In summary, downy brome control in pipeline restoration may be aided by using imazapic and likely also by using the disturbance itself to bury as many downy brome seeds as possible. In the case of pipeline construction, it may not always be possible to time disturbances for maximum seed burial. If the disturbance must occur in the spring or summer, it may be advisable to protect the site from downy brome seed rain, possibly with dispersal obstructions or weed control in the adjacent area.
The use of disturbances to aid in downy brome control requires a thorough understanding of starting conditions as well as the nature and timing of the disturbance. Many studies have documented that disturbances can aid in downy brome expansion because downy brome can quickly garner the resources made available by disturbances (Beckstead and Augspurger 2004; Bradford and Lauenroth 2006; Roundy et al. 2007). A disturbance in an intact, functioning ecosystem is unlikely to improve conditions. However, when a disturbance occurs in an area already compromised by downy brome, a thoughtful approach is to use the disturbance itself to bury downy brome seeds and to enhance the effectiveness of imazapic herbicide. Such measures may lessen downy brome propagule pressure sufficiently for desirable plants to establish.
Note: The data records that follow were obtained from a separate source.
//! PULL protocol
//!
//! Read-only fan-in: every PUSH peer's messages are forwarded to the shared
//! receive channel.

use crate::utils::{forward_inbound, protocol_signature, register, unregister};

use portal_core::endpoint::Endpoint;
use portal_core::neighborhood::Neighborhood;
use portal_core::protocol::{PortalCell, Protocol, ProtocolKind, ProtocolPortal};
use portal_core::task;
use tracing::debug;

/// PULL protocol state.
#[derive(Default)]
pub struct Pull {
    portal: PortalCell,
    peers: Neighborhood,
}

impl Pull {
    pub fn new() -> Self {
        Self::default()
    }

    pub fn peer_count(&self) -> usize {
        self.peers.len()
    }
}

protocol_signature!(Pull, ProtocolKind::Pull);

impl Protocol for Pull {
    fn init(&self, portal: ProtocolPortal) {
        self.portal.set(portal);
    }

    fn add_endpoint(&self, endpoint: Endpoint) {
        debug!("[PULL] adding peer {}", endpoint.id());
        let peer = register(&self.peers, endpoint);
        task::spawn(forward_inbound(self.portal.get().clone(), peer, false));
    }

    fn remove_endpoint(&self, endpoint: &Endpoint) {
        debug!("[PULL] removing peer {}", endpoint.id());
        unregister(&self.peers, endpoint);
    }
}
//! PUB/SUB Integration Tests
//!
//! Subscriber-side topic filtering: `All`, `None`, prefixes, custom
//! predicates, and what unsubscribing does to queued values.

use portal::prelude::*;
use std::time::Duration;

fn config(broker: &Broker) -> PortalConfig {
    PortalConfig::new().with_broker(broker.clone())
}

#[compio::test]
async fn test_topic_all_and_none() -> Result<()> {
    portal::dev_tracing::init_tracing();
    let broker = Broker::new();
    let publisher = portal::publisher::new(config(&broker));
    let sub_all = portal::subscriber::new(config(&broker));
    let sub_none = portal::subscriber::new(config(&broker));

    sub_all.subscribe(Topic::All)?;
    sub_none.subscribe(Topic::None)?;

    publisher.bind("/news")?;
    sub_all.connect("/news").await?;
    sub_none.connect("/news").await?;
    assert_eq!(publisher.protocol().peer_count(), 2);

    let (sent, got) = futures::join!(publisher.send("x"), sub_all.recv());
    sent?;
    assert_eq!(got?, Some(Bytes::from_static(b"x")));

    let nothing = compio::time::timeout(Duration::from_millis(50), sub_none.recv()).await;
    assert!(nothing.is_err(), "TopicNone received a value");
    Ok(())
}

#[compio::test]
async fn test_prefix_topic_filters() -> Result<()> {
    let broker = Broker::new();
    let publisher = portal::publisher::new(config(&broker).with_capacity(4));
    let sub = portal::subscriber::new(config(&broker));

    sub.subscribe(Topic::prefix("news."))?;
    publisher.bind("/prefixed")?;
    sub.connect("/prefixed").await?;

    publisher.send("weather.today").await?;
    publisher.send("news.today").await?;

    let got = compio::time::timeout(Duration::from_secs(1), sub.recv()).await;
    assert!(matches!(got, Ok(Ok(Some(ref v))) if v.as_ref() == b"news.today"));
    Ok(())
}

#[compio::test]
async fn test_custom_topic() -> Result<()> {
    let broker = Broker::new();
    let publisher = portal::publisher::new(config(&broker).with_capacity(4));
    let sub = portal::subscriber::new(config(&broker));

    sub.subscribe(Topic::custom(|value: &[u8]| value.len() > 3))?;
    publisher.bind("/custom")?;
    sub.connect("/custom").await?;

    publisher.send("abc").await?;
    publisher.send("abcd").await?;

    let got = compio::time::timeout(Duration::from_secs(1), sub.recv()).await;
    assert!(matches!(got, Ok(Ok(Some(ref v))) if v.as_ref() == b"abcd"));
    Ok(())
}

#[compio::test]
async fn test_duplicate_subscription_rejected() -> Result<()> {
    let sub = portal::subscriber::new(PortalConfig::default());
    sub.subscribe(Topic::prefix("a"))?;
    assert_eq!(
        sub.subscribe(Topic::prefix("a")),
        Err(PortalError::AlreadySubscribed)
    );
    sub.subscribe(Topic::prefix("b"))?;
    assert_eq!(sub.protocol().subscription_count(), 2);
    Ok(())
}

#[compio::test]
async fn test_unsubscribe_keeps_queued_values() -> Result<()> {
    let broker = Broker::new();
    let publisher = portal::publisher::new(config(&broker).with_capacity(4));
    let sub = portal::subscriber::new(config(&broker).with_capacity(4));

    sub.subscribe(Topic::All)?;
    publisher.bind("/unsubscribe")?;
    sub.connect("/unsubscribe").await?;

    publisher.send("one").await?;
    compio::time::sleep(Duration::from_millis(30)).await;

    sub.unsubscribe(&Topic::All);
    publisher.send("two").await?;

    assert_eq!(sub.recv().await?, Some(Bytes::from_static(b"one")));
    let later = compio::time::timeout(Duration::from_millis(50), sub.recv()).await;
    assert!(later.is_err(), "value published after unsubscribe arrived");
    Ok(())
}

#[compio::test]
async fn test_sync_publish_waits_for_every_subscriber() -> Result<()> {
    let broker = Broker::new();
    let publisher = portal::publisher::new(config(&broker));
    let first = portal::subscriber::new(config(&broker));
    let second = portal::subscriber::new(config(&broker));

    first.subscribe(Topic::All)?;
    second.subscribe(Topic::All)?;
    publisher.bind("/fanout")?;
    first.connect("/fanout").await?;
    second.connect("/fanout").await?;

    // Only one subscriber reads: the send stays pending.
    let (sent, got) = futures::join!(
        compio::time::timeout(Duration::from_millis(50), publisher.send("tick")),
        first.recv()
    );
    assert!(sent.is_err());
    assert_eq!(got?, Some(Bytes::from_static(b"tick")));

    assert_eq!(second.recv().await?, Some(Bytes::from_static(b"tick")));
    Ok(())
}

#[compio::test]
async fn test_publish_without_subscribers() -> Result<()> {
    let broker = Broker::new();
    let publisher = portal::publisher::new(config(&broker));
    publisher.bind("/empty-room")?;

    let sent = compio::time::timeout(Duration::from_secs(1), publisher.send("void")).await;
    assert!(matches!(sent, Ok(Ok(()))));
    Ok(())
}
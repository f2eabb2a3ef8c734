//! BUS protocol
//!
//! Every connected BUS peer receives every message. Inbound messages are
//! stamped with the peer they came from (`HeaderKey::ORIGIN`); when the
//! application sends such a message back out, that origin peer is skipped so
//! a relayed message never returns to where it came from.

use crate::utils::{
    broadcast, forward_inbound, protocol_signature, register, snapshot, unregister,
};

use portal_core::endpoint::Endpoint;
use portal_core::neighborhood::Neighborhood;
use portal_core::protocol::{PortalCell, Protocol, ProtocolKind, ProtocolPortal};
use portal_core::task;
use std::sync::Arc;
use tracing::{debug, trace};

/// BUS protocol state.
#[derive(Default)]
pub struct Bus {
    portal: PortalCell,
    peers: Arc<Neighborhood>,
}

impl Bus {
    pub fn new() -> Self {
        Self::default()
    }

    pub fn peer_count(&self) -> usize {
        self.peers.len()
    }
}

protocol_signature!(Bus, ProtocolKind::Bus);

impl Protocol for Bus {
    fn init(&self, portal: ProtocolPortal) {
        self.portal.set(portal.clone());

        let peers = Arc::clone(&self.peers);
        task::spawn(async move {
            while let Some(msg) = portal.next_outbound().await {
                let origin = msg.origin();
                let targets = snapshot(&peers, origin);
                trace!(
                    "[BUS] broadcasting to {} peers (origin {:?})",
                    targets.len(),
                    origin
                );
                broadcast(&targets, msg).await;
            }
            debug!("[BUS] broadcaster stopped");
        });
    }

    fn add_endpoint(&self, endpoint: Endpoint) {
        debug!("[BUS] adding peer {}", endpoint.id());
        let peer = register(&self.peers, endpoint);
        task::spawn(forward_inbound(self.portal.get().clone(), peer, true));
    }

    fn remove_endpoint(&self, endpoint: &Endpoint) {
        debug!("[BUS] removing peer {}", endpoint.id());
        unregister(&self.peers, endpoint);
    }
}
I thank Julie Beckstead and Rob Raley for assistance and advice, and J. C. Rivale for logistical support. Ruth Bennett, Robert Wayne, Melissa Neubaum, Neil LaFleur, Katie Kain, Noelle Guernsey, John Giesentanner, Anna Mangan, Chad Young, Alicia Lucero, and Daniel Jarmolowicz provided field assistance. Tony Apa, Dan Tripp, Walter Johnston, and two anonymous reviewers provided helpful revisions. Encana Oil and Gas, Shell Oil Company, and WPX Energy provided funding.